Elle prend mon sac à dos, ma veste en jean, et la pose sur le canapé avant de m’entraîner dans la cuisine marron à laquelle elle a ajouté une grande peinture d’une montagne avec une  multitude de couleurs.

— C’est joli.

Ses lèvres s’étirent, elle me pousse vers le jardin. J’en reste abasourdi. La table marron est lavée, les chaises ont désormais des coussins jaunes, les fleurs sont arrosées, et l’herbe arbore une tonne de décorations, on passe des moulins à vent, aux guirlandes lumineuses et même au parasol rose. 

Ça me coupe littéralement la parole. Mathilde pose une main sur l’épaule d’Eliott tout en me regardant.
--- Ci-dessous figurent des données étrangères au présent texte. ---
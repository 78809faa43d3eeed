//! Polystore Configuration Module
//! Handles loading and validating polystore.config.json

use serde::{Deserialize, Serialize};
use std::path::{Path, PathBuf};
use thiserror::Error;

use super::adapter::SqlDialect;
use super::backend::EmbeddingStrategy;
use super::error::TranslateError;
use super::model::CompilerOptions;
use super::schema::{EmbedPolicy, SchemaCatalog};

pub const CONFIG_FILE: &str = "polystore.config.json";

#[derive(Error, Debug)]
pub enum ConfigError {
    #[error("Config file not found: {0}")]
    NotFound(PathBuf),
    #[error("Failed to read config: {0}")]
    ReadError(#[from] std::io::Error),
    #[error("Invalid config format: {0}")]
    ParseError(#[from] serde_json::Error),
    #[error("Invalid schema catalog: {0}")]
    Catalog(#[from] TranslateError),
}

#[derive(Debug, Clone, PartialEq, Serialize, Deserialize)]
pub struct Config {
    pub version: String,
    pub project: ProjectConfig,
    /// Schema catalog, relative to the project directory
    #[serde(default = "default_schemas")]
    pub schemas: PathBuf,
    #[serde(default)]
    pub identity: IdentityConfig,
    #[serde(default)]
    pub sql: SqlConfig,
}

#[derive(Debug, Clone, PartialEq, Serialize, Deserialize)]
pub struct ProjectConfig {
    pub name: String,
    pub id: String,
}

#[derive(Debug, Clone, PartialEq, Serialize, Deserialize)]
pub struct IdentityConfig {
    #[serde(default = "default_accessor")]
    pub accessor: String,
}

impl Default for IdentityConfig {
    fn default() -> Self {
        Self {
            accessor: default_accessor(),
        }
    }
}

#[derive(Debug, Clone, Default, PartialEq, Serialize, Deserialize)]
pub struct SqlConfig {
    #[serde(default)]
    pub dialect: SqlDialect,
    #[serde(default)]
    pub embedding_policy: EmbedPolicy,
    #[serde(default)]
    pub embedding_strategy: EmbeddingStrategy,
}

fn default_schemas() -> PathBuf {
    PathBuf::from("schemas.json")
}

fn default_accessor() -> String {
    "id".to_string()
}

impl Config {
    pub fn load(project_dir: &Path) -> Result<Self, ConfigError> {
        let config_path = project_dir.join(CONFIG_FILE);
        if !config_path.exists() {
            return Err(ConfigError::NotFound(config_path));
        }
        let content = std::fs::read_to_string(&config_path)?;
        let config: Config = serde_json::from_str(&content)?;
        Ok(config)
    }

    pub fn save(&self, project_dir: &Path) -> Result<(), ConfigError> {
        let config_path = project_dir.join(CONFIG_FILE);
        let content = serde_json::to_string_pretty(self)?;
        std::fs::write(&config_path, content)?;
        Ok(())
    }

    pub fn default_for_project(name: &str) -> Self {
        Self {
            version: "0.1.0".to_string(),
            project: ProjectConfig {
                name: name.to_string(),
                id: format!("polystore-{}", name),
            },
            schemas: default_schemas(),
            identity: IdentityConfig::default(),
            sql: SqlConfig::default(),
        }
    }

    pub fn compiler_options(&self) -> CompilerOptions {
        CompilerOptions {
            identity_accessor: self.identity.accessor.clone(),
            embed_policy: self.sql.embedding_policy,
        }
    }

    pub fn catalog_path(&self, project_dir: &Path) -> PathBuf {
        project_dir.join(&self.schemas)
    }

    /// Read and validate the schema catalog this config points at
    pub fn load_catalog(&self, project_dir: &Path) -> Result<SchemaCatalog, ConfigError> {
        let path = self.catalog_path(project_dir);
        if !path.exists() {
            return Err(ConfigError::NotFound(path));
        }
        let content = std::fs::read_to_string(&path)?;
        Ok(SchemaCatalog::from_json(&content)?)
    }
}
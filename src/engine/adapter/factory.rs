//! Native model factory
//!
//! Builds the runtime persistence artifact of a compiled model once per
//! (schema, container) and hands out the cached result afterwards. For the
//! relational backend that artifact is the table DDL: the model's own table
//! followed by its owned child tables.

use serde::Serialize;
use std::collections::HashMap;
use std::sync::{Arc, RwLock};
use tracing::debug;

use super::dialect::{ColumnDef, DialectGenerator, ForeignKeyDef, SqlDialect};
use crate::engine::error::{Result, TranslateError};
use crate::engine::model::{BackendModelDescriptor, MappingKind, Realization, RelationLink, ShadowKind};
use crate::engine::schema::{BackendKind, FieldType};

pub trait NativeModelFactory: Send + Sync {
    type Artifact;

    fn backend(&self) -> BackendKind;

    fn build(&self, model: &BackendModelDescriptor) -> Result<Arc<Self::Artifact>>;
}

#[derive(Debug, Clone, PartialEq, Eq, Serialize)]
pub struct TableDefinition {
    pub table: String,
    pub create: String,
    pub indexes: Vec<String>,
}

impl TableDefinition {
    pub fn statements(&self) -> impl Iterator<Item = &str> {
        std::iter::once(self.create.as_str()).chain(self.indexes.iter().map(String::as_str))
    }
}

/// Every table a model needs, parents before children
#[derive(Debug, Clone, PartialEq, Eq, Serialize)]
pub struct TableSet {
    pub tables: Vec<TableDefinition>,
}

impl TableSet {
    pub fn ddl(&self) -> String {
        self.tables
            .iter()
            .flat_map(TableDefinition::statements)
            .collect::<Vec<_>>()
            .join("\n")
    }
}

pub struct SqlTableFactory {
    generator: DialectGenerator,
    built: RwLock<HashMap<(String, String), Arc<TableSet>>>,
}

impl SqlTableFactory {
    pub fn new(dialect: SqlDialect) -> Self {
        Self {
            generator: DialectGenerator::new(dialect),
            built: RwLock::new(HashMap::new()),
        }
    }

    pub fn dialect(&self) -> SqlDialect {
        self.generator.dialect
    }

    fn tables(&self, model: &BackendModelDescriptor, parent: Option<(&str, &str)>, out: &mut Vec<TableDefinition>) -> Result<()> {
        let table = model.container.as_str();
        let identity = model.identity_token(&model.schema)?;
        let mut columns = Vec::new();
        let mut indexes = Vec::new();

        for shadow in &model.shadow_fields {
            match &shadow.kind {
                ShadowKind::Identity => {
                    let mut column = ColumnDef::new(&shadow.token, shadow.field_type);
                    column.is_primary_key = true;
                    column.is_auto_increment = shadow.field_type == FieldType::Integer;
                    columns.insert(0, column);
                }
                ShadowKind::ParentKey { parent: parent_table } => {
                    let mut column = ColumnDef::new(&shadow.token, shadow.field_type);
                    column.nullable = false;
                    column.foreign_key = parent.map(|(_, parent_identity)| ForeignKeyDef {
                        table: parent_table.clone(),
                        column: parent_identity.to_string(),
                        cascade: true,
                    });
                    columns.push(column);
                    indexes.push(self.index(table, &shadow.token));
                }
                ShadowKind::ForeignKey { .. } => {}
            }
        }

        for field in &model.fields {
            match &field.kind {
                MappingKind::Scalar(scalar) => {
                    let mut column = ColumnDef::new(&field.token, scalar.field_type);
                    column.is_primary_key = scalar.primary_key && field.token == identity;
                    if column.is_primary_key {
                        columns.insert(0, column);
                    } else {
                        columns.push(column);
                    }
                    if scalar.indexed && !scalar.primary_key {
                        indexes.push(self.index(table, &field.token));
                    }
                }
                MappingKind::Embedded(_) | MappingKind::Relation(_) => {}
            }
        }

        for shadow in &model.shadow_fields {
            if let ShadowKind::ForeignKey { target, .. } = &shadow.kind {
                let mut column = ColumnDef::new(&shadow.token, shadow.field_type);
                column.foreign_key = referenced_column(model, &shadow.token).map(|column| ForeignKeyDef {
                    table: target.clone(),
                    column,
                    cascade: false,
                });
                columns.push(column);
                indexes.push(self.index(table, &shadow.token));
            }
        }

        if columns.is_empty() {
            return Err(TranslateError::invalid_schema(&model.schema, "no columns to create"));
        }
        out.push(TableDefinition {
            table: table.to_string(),
            create: self.generator.create_table(table, &columns),
            indexes,
        });

        for field in &model.fields {
            if let MappingKind::Embedded(embedded) = &field.kind {
                if let Realization::OwnedChild { .. } = embedded.realization {
                    self.tables(&embedded.model, Some((table, identity)), out)?;
                }
            }
        }
        Ok(())
    }

    fn index(&self, table: &str, column: &str) -> String {
        self.generator
            .create_index(table, &format!("idx_{}_{}", table, column), &[column], false)
    }
}

/// Column on the referenced table, when this model knows it
fn referenced_column(model: &BackendModelDescriptor, token: &str) -> Option<String> {
    model.fields.iter().find_map(|field| match &field.kind {
        MappingKind::Relation(relation) => match &relation.link {
            RelationLink::ForeignKey { column, target_column } if column == token => Some(target_column.clone()),
            _ => None,
        },
        MappingKind::Embedded(embedded) => match &embedded.realization {
            Realization::ForeignKey { column } if column == token => {
                embedded.model.identity.as_ref().map(|identity| identity.native.clone())
            }
            _ => None,
        },
        MappingKind::Scalar(_) => None,
    })
}

impl NativeModelFactory for SqlTableFactory {
    type Artifact = TableSet;

    fn backend(&self) -> BackendKind {
        BackendKind::Sql
    }

    fn build(&self, model: &BackendModelDescriptor) -> Result<Arc<TableSet>> {
        if model.backend != BackendKind::Sql {
            return Err(TranslateError::invalid_schema(
                &model.schema,
                format!("tables can only be built from sql models, not {}", model.backend),
            ));
        }

        let key = (model.schema.clone(), model.container.clone());
        {
            let built = self.built.read().unwrap_or_else(|poisoned| poisoned.into_inner());
            if let Some(tables) = built.get(&key) {
                return Ok(tables.clone());
            }
        }

        let mut tables = Vec::new();
        self.tables(model, None, &mut tables)?;
        debug!(
            schema = %model.schema,
            dialect = %self.generator.dialect,
            tables = tables.len(),
            "Built table definitions"
        );

        let mut built = self.built.write().unwrap_or_else(|poisoned| poisoned.into_inner());
        Ok(built.entry(key).or_insert_with(|| Arc::new(TableSet { tables })).clone())
    }
}
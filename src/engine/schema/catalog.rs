//! Schema descriptors and the catalog that resolves them by name

use serde::{Deserialize, Serialize};
use sha2::{Digest, Sha256};
use std::collections::{BTreeMap, HashSet};

use super::field::{FieldDef, ForeignKeyTarget};
use crate::engine::error::{Result, TranslateError};

/// One logical entity: an ordered list of fields
#[derive(Debug, Clone, PartialEq, Eq, Hash, Serialize, Deserialize)]
pub struct SchemaDescriptor {
    pub name: String,

    /// Overrides the table/collection/index name on every backend
    #[serde(default, skip_serializing_if = "Option::is_none")]
    pub container: Option<String>,

    #[serde(default)]
    pub fields: Vec<FieldDef>,
}

impl SchemaDescriptor {
    pub fn new(name: &str) -> Self {
        Self {
            name: name.to_string(),
            container: None,
            fields: Vec::new(),
        }
    }

    pub fn container(mut self, name: &str) -> Self {
        self.container = Some(name.to_string());
        self
    }

    pub fn field(mut self, field: impl Into<FieldDef>) -> Self {
        self.fields.push(field.into());
        self
    }

    pub fn get(&self, name: &str) -> Option<&FieldDef> {
        self.fields.iter().find(|f| f.name() == name)
    }

    /// Field names must be unique, non-empty, undotted and never start with `$`
    pub fn validate(&self) -> Result<()> {
        let mut seen = HashSet::new();
        for field in &self.fields {
            let name = field.name();
            if name.is_empty() {
                return Err(TranslateError::invalid_schema(&self.name, "empty field name"));
            }
            if name.starts_with('$') {
                return Err(TranslateError::invalid_schema(
                    &self.name,
                    format!("field '{}' starts with the reserved '$' marker", name),
                ));
            }
            if name.contains('.') {
                return Err(TranslateError::invalid_schema(
                    &self.name,
                    format!("field '{}' contains the path separator '.'", name),
                ));
            }
            if !seen.insert(name) {
                return Err(TranslateError::invalid_schema(
                    &self.name,
                    format!("duplicate field '{}'", name),
                ));
            }
            if let FieldDef::Scalar(scalar) = field {
                if scalar.foreign_key.is_some() && scalar.foreign_key_target().is_none() {
                    return Err(TranslateError::invalid_schema(
                        &self.name,
                        format!("foreign key of '{}' must be written 'table.column'", name),
                    ));
                }
            }
        }
        Ok(())
    }

    /// Declared scalar fields whose foreign key points at `table`
    pub fn foreign_keys_to<'a>(&'a self, table: &'a str) -> impl Iterator<Item = (&'a str, ForeignKeyTarget)> + 'a {
        self.fields.iter().filter_map(move |field| match field {
            FieldDef::Scalar(scalar) => scalar
                .foreign_key_target()
                .filter(|target| target.table == table)
                .map(|target| (scalar.name.as_str(), target)),
            _ => None,
        })
    }
}

#[derive(Serialize, Deserialize)]
struct CatalogFile {
    schemas: Vec<SchemaDescriptor>,
}

/// All schemas known to a store, addressable by name
#[derive(Debug, Clone, Default, PartialEq, Eq, Serialize, Deserialize)]
#[serde(try_from = "CatalogFile", into = "CatalogFile")]
pub struct SchemaCatalog {
    schemas: BTreeMap<String, SchemaDescriptor>,
}

impl TryFrom<CatalogFile> for SchemaCatalog {
    type Error = TranslateError;

    fn try_from(file: CatalogFile) -> Result<Self> {
        let mut catalog = SchemaCatalog::new();
        for schema in file.schemas {
            catalog.insert(schema)?;
        }
        Ok(catalog)
    }
}

impl From<SchemaCatalog> for CatalogFile {
    fn from(catalog: SchemaCatalog) -> Self {
        CatalogFile {
            schemas: catalog.schemas.into_values().collect(),
        }
    }
}

impl SchemaCatalog {
    pub fn new() -> Self {
        Self::default()
    }

    pub fn from_json(content: &str) -> Result<Self> {
        Ok(serde_json::from_str(content)?)
    }

    /// Add a schema; names are unique within a catalog
    pub fn insert(&mut self, schema: SchemaDescriptor) -> Result<()> {
        schema.validate()?;
        if self.schemas.contains_key(&schema.name) {
            return Err(TranslateError::invalid_schema(&schema.name, "schema defined twice"));
        }
        self.schemas.insert(schema.name.clone(), schema);
        Ok(())
    }

    pub fn with(mut self, schema: SchemaDescriptor) -> Result<Self> {
        self.insert(schema)?;
        Ok(self)
    }

    pub fn get(&self, name: &str) -> Result<&SchemaDescriptor> {
        self.schemas
            .get(name)
            .ok_or_else(|| TranslateError::UnknownSchema(name.to_string()))
    }

    pub fn names(&self) -> impl Iterator<Item = &str> {
        self.schemas.keys().map(String::as_str)
    }

    pub fn len(&self) -> usize {
        self.schemas.len()
    }

    pub fn is_empty(&self) -> bool {
        self.schemas.is_empty()
    }

    /// Hex SHA-256 of the canonical JSON form; identifies this exact catalog
    pub fn fingerprint(&self) -> Result<String> {
        let bytes = serde_json::to_vec(&CatalogFile::from(self.clone()))?;
        Ok(hex::encode(Sha256::digest(&bytes)))
    }

    /// Walk the embedding graph from `root`, suppressed edges included.
    /// Relationships are references and never form cycles.
    pub fn check_embedding_cycles(&self, root: &str) -> Result<()> {
        let mut stack = Vec::new();
        self.visit_embeddings(root, &mut stack)
    }

    fn visit_embeddings(&self, name: &str, stack: &mut Vec<String>) -> Result<()> {
        if let Some(pos) = stack.iter().position(|s| s == name) {
            let mut path = stack[pos..].to_vec();
            path.push(name.to_string());
            return Err(TranslateError::SchemaCycle { path });
        }

        let schema = self.get(name)?;
        stack.push(name.to_string());
        for field in &schema.fields {
            if let FieldDef::Embedding(embedding) = field {
                self.visit_embeddings(&embedding.target, stack)?;
            }
        }
        stack.pop();
        Ok(())
    }
}
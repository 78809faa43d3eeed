//! Hybrid Composer
//!
//! Joins a caller-written native fragment with a compiled generic filter.
//! Fragments stay opaque; the composer only ever conjoins them.

use crate::engine::backend::SqlFilter;
use crate::engine::error::Result;
use crate::engine::model::BackendModelDescriptor;

/// A backend's native filter form
pub trait NativeExpression: Sized {
    /// Matches every entity of `model`
    fn always_true(model: &BackendModelDescriptor) -> Result<Self>;

    /// Conjunction; both sides must target the same container
    fn and(self, other: Self) -> Result<Self>;
}

impl NativeExpression for SqlFilter {
    fn always_true(model: &BackendModelDescriptor) -> Result<Self> {
        SqlFilter::all(model)
    }

    fn and(self, other: Self) -> Result<Self> {
        SqlFilter::and(self, other)
    }
}

/// `native AND generic`; either side passes through alone, and neither
/// side means everything
pub fn compose<E: NativeExpression>(
    native: Option<E>,
    generic: Option<E>,
    model: &BackendModelDescriptor,
) -> Result<E> {
    match (native, generic) {
        (Some(native), Some(generic)) => native.and(generic),
        (Some(native), None) => Ok(native),
        (None, Some(generic)) => Ok(generic),
        (None, None) => E::always_true(model),
    }
}
impl<'a> FilterBuilder<'a> {
    pub(crate) fn new(resolver: &'a dyn ModelResolver, strategy: EmbeddingStrategy) -> Self {
        Self {
            resolver,
            strategy,
            next_alias: 1,
            joins: Vec::new(),
            joined: HashMap::new(),
            depth: 0,
            negations: 0,
        }
    }

    pub(crate) fn build(mut self, node: &Node, model: &BackendModelDescriptor) -> Result<SqlFilter> {
        let condition = self.node(node, model, ROOT_ALIAS, "")?;
        Ok(SqlFilter {
            table: model.container.clone(),
            identity: model.identity_token(&model.schema)?.to_string(),
            joins: self.joins,
            condition,
            next_alias: self.next_alias,
        })
    }

    fn alias(&mut self) -> String {
        let alias = format!("t{}", self.next_alias);
        self.next_alias += 1;
        alias
    }

    fn node(&mut self, node: &Node, model: &BackendModelDescriptor, alias: &str, scope: &str) -> Result<SqlExpr> {
        match node {
            Node::Comparison(comparison) => {
                let path = comparison.path.to_string();
                self.comparison(comparison.path.segments(), &comparison.predicate, model, alias, scope, &path)
            }
            Node::Logical { connective, children } => {
                let negating = matches!(connective, Connective::Not | Connective::Nor);
                if negating {
                    self.negations += 1;
                }
                let terms = children
                    .iter()
                    .map(|child| self.node(child, model, alias, scope))
                    .collect::<Result<Vec<_>>>();
                if negating {
                    self.negations -= 1;
                }
                let terms = terms?;
                Ok(match connective {
                    Connective::And => SqlExpr::and(terms),
                    Connective::Or => SqlExpr::or(terms),
                    Connective::Not => SqlExpr::not(SqlExpr::and(terms)),
                    Connective::Nor => SqlExpr::not(SqlExpr::or(terms)),
                })
            }
        }
    }

    fn comparison(
        &mut self,
        segments: &[String],
        predicate: &Predicate,
        model: &BackendModelDescriptor,
        alias: &str,
        scope: &str,
        path: &str,
    ) -> Result<SqlExpr> {
        let Some((head, rest)) = segments.split_first() else {
            return Err(TranslateError::MalformedQuery("empty field path".to_string()));
        };

        let field = match model.resolve(head, path)? {
            Resolved::Identity(identity) => {
                if !rest.is_empty() {
                    return Err(TranslateError::unsupported_field(path, BackendKind::Sql, "identity has no sub-fields"));
                }
                return predicate_expr(ColumnRef::new(alias, &identity.native), predicate, path);
            }
            Resolved::Field(field) => field,
        };

        match &field.kind {
            MappingKind::Scalar(scalar) => {
                if !rest.is_empty() {
                    let reason = if scalar.field_type == FieldType::Json {
                        "paths into json columns are not supported on the relational backend"
                    } else {
                        "scalar fields have no sub-fields"
                    };
                    return Err(TranslateError::unsupported_field(path, BackendKind::Sql, reason));
                }
                predicate_expr(ColumnRef::new(alias, &field.token), predicate, path)
            }
            MappingKind::Embedded(embedded) => {
                if rest.is_empty() {
                    return Err(TranslateError::unsupported_field(
                        path,
                        BackendKind::Sql,
                        "compare the embedded entity's fields instead of the whole value",
                    ));
                }
                let inner = &embedded.model;
                let correlation = match &embedded.realization {
                    Realization::OwnedChild { parent_key } => JoinOn {
                        inner_column: parent_key.clone(),
                        outer_alias: alias.to_string(),
                        outer_column: model.identity_token(path)?.to_string(),
                    },
                    Realization::ForeignKey { column } => JoinOn {
                        inner_column: inner.identity_token(path)?.to_string(),
                        outer_alias: alias.to_string(),
                        outer_column: column.clone(),
                    },
                    Realization::Inline => {
                        return Err(TranslateError::unsupported_field(
                            path,
                            BackendKind::Sql,
                            "inline embeddings cannot be stored relationally",
                        ))
                    }
                };
                let scope = format!("{}{}.", scope, head);

                // Joins hang off the root query, so only top-level embeddings flatten
                if self.strategy == EmbeddingStrategy::FlattenedJoin && self.depth == 0 {
                    let child_alias = self.join(&scope, &inner.container, correlation);
                    if predicate.is_negative() || self.negations > 0 {
                        warn!(path, "Negation over a flattened join matches per child row");
                    }
                    return self.comparison(rest, predicate, inner, &child_alias, &scope, path);
                }

                let child_alias = self.alias();
                self.exists(&inner.container, child_alias, correlation, predicate, |builder, alias, predicate| {
                    builder.comparison(rest, predicate, inner, alias, &scope, path)
                })
            }
            MappingKind::Relation(relation) => {
                if rest.is_empty() {
                    return Err(TranslateError::unsupported_field(
                        path,
                        BackendKind::Sql,
                        "compare the related entity's fields instead of the reference",
                    ));
                }
                self.relation(relation, rest, predicate, model, alias, path)
            }
        }
    }

    fn relation(
        &mut self,
        relation: &RelationMapping,
        rest: &[String],
        predicate: &Predicate,
        model: &BackendModelDescriptor,
        alias: &str,
        path: &str,
    ) -> Result<SqlExpr> {
        let target = self.resolver.resolve(&relation.target, BackendKind::Sql)?;
        let target_identity = target.identity_token(path)?.to_string();
        let scope = String::new();

        match &relation.link {
            RelationLink::ForeignKey { column, target_column } => {
                let correlation = JoinOn {
                    inner_column: target_column.clone(),
                    outer_alias: alias.to_string(),
                    outer_column: column.clone(),
                };
                let target_alias = self.alias();
                self.exists(&target.container, target_alias, correlation, predicate, |builder, alias, predicate| {
                    builder.comparison(rest, predicate, &target, alias, &scope, path)
                })
            }
            RelationLink::BackReference { column, source_column } => {
                let correlation = JoinOn {
                    inner_column: column.clone(),
                    outer_alias: alias.to_string(),
                    outer_column: source_column.clone(),
                };
                let target_alias = self.alias();
                self.exists(&target.container, target_alias, correlation, predicate, |builder, alias, predicate| {
                    builder.comparison(rest, predicate, &target, alias, &scope, path)
                })
            }
            RelationLink::LinkTable {
                table,
                source_column,
                target_column,
            } => {
                let correlation = JoinOn {
                    inner_column: source_column.clone(),
                    outer_alias: alias.to_string(),
                    outer_column: model.identity_token(path)?.to_string(),
                };
                let link_alias = self.alias();
                let target_alias = self.alias();
                let container = target.container.clone();
                self.exists(table, link_alias, correlation, predicate, |builder, link_alias, predicate| {
                    let condition = builder.comparison(rest, predicate, &target, &target_alias, &scope, path)?;
                    Ok(SqlExpr::Exists {
                        table: container.clone(),
                        alias: target_alias.clone(),
                        correlation: JoinOn {
                            inner_column: target_identity.clone(),
                            outer_alias: link_alias.to_string(),
                            outer_column: target_column.clone(),
                        },
                        condition: Box::new(condition),
                    })
                })
            }
            RelationLink::StoredIdentifier => Err(TranslateError::unsupported_field(
                path,
                BackendKind::Sql,
                "relationship is not stored relationally",
            )),
        }
    }

    /// `EXISTS` over `table AS alias`; negative predicates become `NOT EXISTS`
    /// of their positive form
    fn exists<F>(
        &mut self,
        table: &str,
        alias: String,
        correlation: JoinOn,
        predicate: &Predicate,
        condition: F,
    ) -> Result<SqlExpr>
    where
        F: FnOnce(&mut Self, &str, &Predicate) -> Result<SqlExpr>,
    {
        let positive = predicate.positive();
        let inner_predicate = positive.as_ref().unwrap_or(predicate);
        self.depth += 1;
        let condition = condition(self, &alias, inner_predicate);
        self.depth -= 1;
        let condition = condition?;

        let exists = SqlExpr::Exists {
            table: table.to_string(),
            alias,
            correlation,
            condition: Box::new(condition),
        };
        Ok(if positive.is_some() { SqlExpr::not(exists) } else { exists })
    }

    /// Alias of the `LEFT JOIN` for `scope`, added on first use
    fn join(&mut self, scope: &str, table: &str, on: JoinOn) -> String {
        if let Some(alias) = self.joined.get(scope) {
            return alias.clone();
        }
        let alias = self.alias();
        self.joins.push(SqlJoin {
            table: table.to_string(),
            alias: alias.clone(),
            on,
        });
        self.joined.insert(scope.to_string(), alias.clone());
        alias
    }
}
— Je crois que le rose de votre veste lui a beaucoup plus. Depuis, il ne jure plus que par cela !

Je souris mais ça se rapproche davantage d’une grimace. Je pense à ma veste posée sur ma chaise, tâchée, abîmée. Je me force à les congratuler. 

— Bravo. C’est vraiment joli.

Le petit me détaille. Maintenant, il ne détourne plus les yeux quand je le prends sur le fait. Ses grands yeux marrons m’observent. Exactement comme j’ai pu le faire au départ, quand je ne le connaissais pas encore bien et qu’il n’était pour moi qu’un mioche bizarre.

Je m’assois sur une chaise dehors, autant profiter de ce jardin enfin potable.

Eliott prend place à mes côtés. De sa petite main, il fait glisser un puzzle qu’on n’a jamais fait encore. Mais j’ai la tête ailleurs, alors je regarde le ciel. Je me concentre sur la nouvelle déco, les oiseaux, les arbres, mais surtout pas ce gamin qui me contemple avec ses yeux tristes. J’ai envie de lui dire qu’il ferait mieux de me détester, de m’éviter comme avant. Je finis par détruire tout ce que je touche. Fais attention à toi, Eliott… 

— Tout va bien, Colin ?

— Je… Ouais. Ouais, tout va bien.

Le truc, c’est qu’on a pas toujours la force de s’expliquer. C’est plus facile d’acquiescer que de se répandre devant les autres. Pourtant, j’aimerais tellement lui dire, à elle. Quoique, il ne faudrait pas qu’elle me vire. Or, si je lui dis que je me suis battu avec un Michel, je ne suis pas sûr que ça la mette en confiance.

— J’ai fait un parmigiana, j’espère que vous allez aimer. On en mange beaucoup en Australie.

Elle m’extraie de mes pensées en parlant, et en parlant, encore et encore. Je retrouve la Mathilde de la dernière fois. 

Elle me raconte son enfance en Australie, son amour pour le pays. Elle me raconte son aversion pour le marron, son envie de changement. Elle m’explique son envie d’ailleurs. Son rêve à lequel elle s’accroche comme pour ne pas mourir.

Elle raconte. Des tas de choses. Des choses joyeuses. Des choses qui donnent envie de verser quelques larmes pour s’alléger le cœur. Elle a des espoirs pleins le ventre mais la tête si pleine, qu’elle ne pourrait pas partir comme ça. Enfin elle ne le dit pas, mais je le sens. Dans ses gestes, ses yeux fuyants mais brillants.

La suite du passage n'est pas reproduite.